Mortgage lenders have field loan officers and off-site employees constantly handling customer data. Multiple offices, combined with these mobile employees, compound the security problem. The security stack is a good start. Lenders’ information security effectiveness can be greatly increased with two additions to the typical security stack: hardening employees against social engineering and active endpoint monitoring of every endpoint within the lender. Combined with the traditional security stack, these two additions can meaningfully increase information security.
Social engineering defenses
Hardening employees to social engineering is a combination of training, testing and adjustments. In a typical social engineering test, 50% of a lender’s employees click on a phishing email. Ten percent to 20% click on an attachment or grant permission to enable macros or other highly dangerous behavior. Five percent of the employees are “serial” clickers, meaning they click on just about everything.
After individual Web-based training spread over 30 days, the click rates are reduced by 75% or more, and the highly dangerous behaviors are reduced by 80% to 90%. There are usually a few “serial clickers” identified, and their security permissions (or probability of continued employment) can be reduced to offset their susceptibility to phishing and clicking.
Continued testing is essential, as phishing email “bait” is constantly evolving. Effective testing involves sending five to seven customized phishing emails per month to all employees. Third-party providers can make this task easily and cost-efficiently outsourced.

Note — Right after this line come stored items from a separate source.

//! Sync orchestration: one linear pass over the four entity families,
//! then cache invalidation.
//!
//! No stage failure is fatal to the run. Each stage catches its own error,
//! records the message, and hands control to the next stage; the caller
//! always receives a `SyncResult` and inspects `errors` to tell a full
//! sync from a partial one. There is no overlap guard — two concurrent
//! runs can interleave upserts, so callers serialize invocations.

use std::sync::Arc;

use serde::Serialize;
use tracing::{info, warn};

use crate::cache::{keys, CatalogCache};
use crate::errors::CatalogError;
use crate::sources::linguist::LinguistParser;
use crate::sources::tags::TagParser;
use crate::store::{CatalogStore, UpsertOutcome};
use crate::taxonomy;

/// Outcome summary returned to the trigger. Ephemeral, never persisted.
#[derive(Debug, Clone, Default, Serialize)]
pub struct SyncResult {
    pub languages_inserted: u32,
    pub languages_updated: u32,
    pub skills_inserted: u32,
    pub skills_updated: u32,
    pub areas_created: u32,
    pub niches_created: u32,
    pub errors: Vec<String>,
}

impl SyncResult {
    pub fn is_fully_successful(&self) -> bool {
        self.errors.is_empty()
    }
}

pub struct SyncOrchestrator {
    linguist: LinguistParser,
    tags: TagParser,
    store: Arc<dyn CatalogStore>,
    cache: Arc<dyn CatalogCache>,
}

impl SyncOrchestrator {
    pub fn new(
        linguist: LinguistParser,
        tags: TagParser,
        store: Arc<dyn CatalogStore>,
        cache: Arc<dyn CatalogCache>,
    ) -> Self {
        Self { linguist, tags, store, cache }
    }

    /// Runs one full sync: areas → niches → languages → skills → cache
    /// invalidation. Never returns an error; partial completion is an
    /// expected outcome and shows up in `SyncResult.errors`.
    pub async fn run(&self) -> SyncResult {
        let mut result = SyncResult::default();
        info!("Catalog sync starting");

        if let Err(e) = self.sync_areas(&mut result).await {
            warn!("Areas stage failed: {e}");
            result.errors.push(format!("areas: {e}"));
        }
        if let Err(e) = self.sync_niches(&mut result).await {
            warn!("Niches stage failed: {e}");
            result.errors.push(format!("niches: {e}"));
        }
        if let Err(e) = self.sync_languages(&mut result).await {
            warn!("Languages stage failed: {e}");
            result.errors.push(format!("languages: {e}"));
        }
        if let Err(e) = self.sync_skills(&mut result).await {
            warn!("Skills stage failed: {e}");
            result.errors.push(format!("skills: {e}"));
        }
        // Runs after every data stage, including failed ones: a partial
        // write must still evict whatever the cache held before it.
        if let Err(e) = self.invalidate_cache().await {
            warn!("Cache invalidation failed: {e}");
            result.errors.push(format!("cache: {e}"));
        }

        info!(
            "Catalog sync finished: {}+{} languages, {}+{} skills, {} areas, {} niches, {} errors",
            result.languages_inserted,
            result.languages_updated,
            result.skills_inserted,
            result.skills_updated,
            result.areas_created,
            result.niches_created,
            result.errors.len()
        );
        result
    }

    async fn sync_areas(&self, result: &mut SyncResult) -> Result<(), CatalogError> {
        for area in taxonomy::AREAS {
            if self.store.upsert_area(area).await? == UpsertOutcome::Inserted {
                result.areas_created += 1;
            }
        }
        Ok(())
    }

    async fn sync_niches(&self, result: &mut SyncResult) -> Result<(), CatalogError> {
        for niche in taxonomy::NICHES {
            if self.store.upsert_niche(niche).await? == UpsertOutcome::Inserted {
                result.niches_created += 1;
            }
        }
        Ok(())
    }

    async fn sync_languages(&self, result: &mut SyncResult) -> Result<(), CatalogError> {
        let languages = self.linguist.fetch().await?;
        for language in &languages {
            match self.store.upsert_language(language).await? {
                UpsertOutcome::Inserted => result.languages_inserted += 1,
                UpsertOutcome::Updated => result.languages_updated += 1,
            }
        }
        Ok(())
    }

    async fn sync_skills(&self, result: &mut SyncResult) -> Result<(), CatalogError> {
        let skills = self.tags.fetch().await?;
        for skill in &skills {
            match self.store.upsert_skill(skill).await? {
                UpsertOutcome::Inserted => result.skills_inserted += 1,
                UpsertOutcome::Updated => result.skills_updated += 1,
            }
        }
        Ok(())
    }

    async fn invalidate_cache(&self) -> Result<(), CatalogError> {
        self.cache
            .delete(&[keys::AREAS, keys::NICHES, keys::LANGUAGES, keys::SKILLS])
            .await?;
        self.cache
            .delete_matching(keys::NICHES_BY_AREA_PATTERN)
            .await?;
        self.cache
            .delete_matching(keys::SKILLS_BY_NICHE_PATTERN)
            .await?;
        self.cache.delete_matching(keys::SEARCH_PATTERN).await?;
        Ok(())
    }
}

Training can be added or modified if employees become susceptible to certain types of phish.
Testing, training and monitoring is good governance. A client recently leveraged its anti-phishing program to great effect with a state regulator with a reputation for being very aggressive on information security matters. The testing system can be automated for greater efficiency.
The addition of social engineering training for employees typically reduces susceptibility to social engineering exploits, such as phishing email, infected USB storage devices and suspicious websites that contain infected links.

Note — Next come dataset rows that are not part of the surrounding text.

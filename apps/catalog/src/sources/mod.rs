//! Source parsers: fetch raw external data and produce normalized
//! candidate records. Neither parser knows anything about persistence;
//! the orchestrator feeds their output to the catalog store.

pub mod linguist;
pub mod tags;
//! Slug derivation and search-text normalization.
//!
//! Slugs are the natural keys of the catalog: every upsert matches on them,
//! so the derivation must be stable across syncs. Search normalization
//! shares the accent folding so that "reação" matches "reacao".

/// Names whose generic slug would collide or lose meaning.
/// "C#" and "C++" both reduce to "c" under the generic rules.
const SPECIAL_SLUGS: &[(&str, &str)] = &[
    ("c#", "csharp"),
    ("c++", "cpp"),
    ("f#", "fsharp"),
    ("f*", "fstar"),
    ("objective-c++", "objective-cpp"),
    (".net", "dotnet"),
];

/// Derives the normalized, URL-safe slug for a display name or raw tag.
///
/// Lowercase, accents folded to ASCII, runs of non-alphanumeric characters
/// collapsed to single hyphens, leading/trailing hyphens trimmed.
pub fn slugify(name: &str) -> String {
    let lowered = name.trim().to_lowercase();

    if let Some((_, slug)) = SPECIAL_SLUGS.iter().find(|(k, _)| *k == lowered) {
        return (*slug).to_string();
    }

    let mut out = String::with_capacity(lowered.len());
    let mut last_hyphen = true; // suppress a leading hyphen
    for c in lowered.chars() {
        let folded = fold_accent(c);
        if folded.is_ascii_alphanumeric() {
            out.push(folded);
            last_hyphen = false;
        } else if !last_hyphen {
            out.push('-');
            last_hyphen = true;
        }
    }
    while out.ends_with('-') {
        out.pop();
    }
    out
}

/// Normalizes free text for accent-insensitive substring matching:
/// lowercased, accents folded, whitespace collapsed to single spaces.
pub fn normalize_query(text: &str) -> String {
    let mut out = String::with_capacity(text.len());
    let mut last_space = true;
    for c in text.trim().to_lowercase().chars() {
        let folded = fold_accent(c);
        if folded.is_whitespace() {
            if !last_space {
                out.push(' ');
                last_space = true;
            }
        } else {
            out.push(folded);
            last_space = false;
        }
    }
    while out.ends_with(' ') {
        out.pop();
    }
    out
}

/// Folds Latin-1/Latin Extended accented characters to their ASCII base.
/// Anything outside the table passes through unchanged.
fn fold_accent(c: char) -> char {
    match c {
        'à' | 'á' | 'â' | 'ã' | 'ä' | 'å' => 'a',
        'è' | 'é' | 'ê' | 'ë' => 'e',
        'ì' | 'í' | 'î' | 'ï' => 'i',
        'ò' | 'ó' | 'ô' | 'õ' | 'ö' => 'o',
        'ù' | 'ú' | 'û' | 'ü' => 'u',
        'ç' => 'c',
        'ñ' => 'n',
        'ý' | 'ÿ' => 'y',
        _ => c,
    }
}

/// Title-cases a raw hyphenated tag for display: "react-native" → "React Native".
/// Known-brand spellings are handled upstream by the display-name table;
/// this is the fallback only.
pub fn format_tag_name(tag: &str) -> String {
    tag.split(['-', '_'])
        .filter(|part| !part.is_empty())
        .map(|part| {
            let mut chars = part.chars();
            match chars.next() {
                Some(first) => first.to_uppercase().collect::<String>() + chars.as_str(),
                None => String::new(),
            }
        })
        .collect::<Vec<_>>()
        .join(" ")
}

The active monitoring of all endpoints (laptops, desktops, servers, and certain infrastructure hardware, such as routers, etc.) can rapidly identify a security incident and allow for immediate response and remediation. An incident could be an employee clicking on a phishing email that inserts malicious code onto his or her laptop or desktop. The endpoint monitoring agent quickly identifies a new but “known bad” or “unknown” process. The monitoring agent reports the incident to the security operations center (SOC). The incident is classified, and if the new code is malicious, the SOC can instruct the agent to isolate the user’s hardware from further interaction with the lender’s network, eliminate the code from the memory and storage of the computer, or both.

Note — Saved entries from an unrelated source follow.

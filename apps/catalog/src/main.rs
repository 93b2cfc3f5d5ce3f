mod cache;
mod classify;
mod config;
mod db;
mod errors;
mod models;
mod query;
mod slug;
mod sources;
mod store;
mod sync;
mod taxonomy;
#[cfg(test)]
mod testutil;

use std::sync::Arc;

use anyhow::Result;
use tracing::{info, warn};
use tracing_subscriber::{layer::SubscriberExt, util::SubscriberInitExt, EnvFilter};

use crate::cache::redis::RedisCache;
use crate::classify::Classifier;
use crate::config::Config;
use crate::db::create_pool;
use crate::query::CatalogQuery;
use crate::sources::linguist::{LinguistHttpSource, LinguistParser};
use crate::sources::tags::{StackExchangeTagSource, TagParser};
use crate::store::pg::PgCatalogStore;
use crate::sync::SyncOrchestrator;

#[tokio::main]
async fn main() -> Result<()> {
    // Load configuration first (fails on missing required env vars)
    let config = Config::from_env()?;

    // Initialize structured logging
    tracing_subscriber::registry()
        .with(EnvFilter::try_from_default_env().unwrap_or_else(|_| {
            EnvFilter::new(format!("{}={}", env!("CARGO_PKG_NAME"), &config.rust_log))
        }))
        .with(tracing_subscriber::fmt::layer())
        .init();

    info!("Starting catalog sync v{}", env!("CARGO_PKG_VERSION"));

    // Initialize PostgreSQL and apply pending migrations
    let db = create_pool(&config.database_url).await?;
    sqlx::migrate!().run(&db).await?;
    info!("Database migrations applied");

    // Initialize Redis
    let redis = redis::Client::open(config.redis_url.clone())?;
    info!("Redis client initialized");

    // Compose the pipeline: one classifier shared by both parsers,
    // Postgres store and Redis cache behind their seams.
    let classifier = Arc::new(Classifier::new());
    let linguist = LinguistParser::new(
        Arc::new(LinguistHttpSource::new(config.linguist_url.clone())),
        classifier.clone(),
    );
    let tags = TagParser::new(
        Arc::new(StackExchangeTagSource::new(
            config.tags_api_base.clone(),
            config.tags_site.clone(),
        )),
        classifier,
    );
    let store = Arc::new(PgCatalogStore::new(db));
    let cache = Arc::new(RedisCache::new(redis));

    let orchestrator = SyncOrchestrator::new(linguist, tags, store.clone(), cache.clone());
    let result = orchestrator.run().await;

    if !result.is_fully_successful() {
        for error in &result.errors {
            warn!("Sync stage error: {error}");
        }
    }

    // Warm the listing caches and report what the catalog now serves.
    let queries = CatalogQuery::new(store, cache);
    let languages = queries.list_languages().await?;
    let skills = queries.list_skills().await?;
    info!(
        "Catalog now serves {} languages and {} skills",
        languages.len(),
        skills.len()
    );

    println!("{}", serde_json::to_string_pretty(&result)?);

    Ok(())
}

Endpoint monitoring agents are particularly important to shield the lender from threats introduced by third-party vendors. The lender’s use of third parties to interact with its LOS increases the chance that vendors can be a path to introduce malware into a lender’s systems. Endpoint monitoring can effectively monitor, identify, respond to and remediate security incidents, including those incidents introduced by a vendor.
Going beyond information security
The addition of social engineering training and testing and endpoint monitoring agents to a lender’s security stack can substantially increase a lender’s information security effectiveness. Perhaps surprisingly, the social engineering training and testing is best done outside of the lender’s information security department. This function can report to the chief operating officer or risk management function in a lender. The endpoint agents are necessarily operationalized by the information technology function, but the SOC reporting should go to both IT and risk management to ensure a broad-based response to any agent-detected threat.
Finally, realize that as a lender, you have been breached or will be breached. Make a New Year’s resolution to improve your security and meet the state and federal information security requirements imposed on lenders. The typical third-party-administered social engineering training/testing program and third-party endpoint agent monitoring runs about $10 to $15 per month per employee. This is a reasonable investment to multiply the power and protection of a lender’s security stack by a factor of 10. This approach also substantially contributes to meeting state and federal information security requirements imposed on lenders.
James M. Deitch, CPA, CMB, is CEO and co-founder of Teraverde, a national consulting firm serving the banking and financial industries. A mortgage banking industry thought leader, author and speaker, with extensive sales, operating and capital markets experience, Deitch has served as CEO of mortgage lenders and banks, including two de novo banks, over a period of 25 years. In addition, he has authored about a dozen articles on information security and has released a book, “Hacked. Screwed. Gone.” He can be reached at email@example.com.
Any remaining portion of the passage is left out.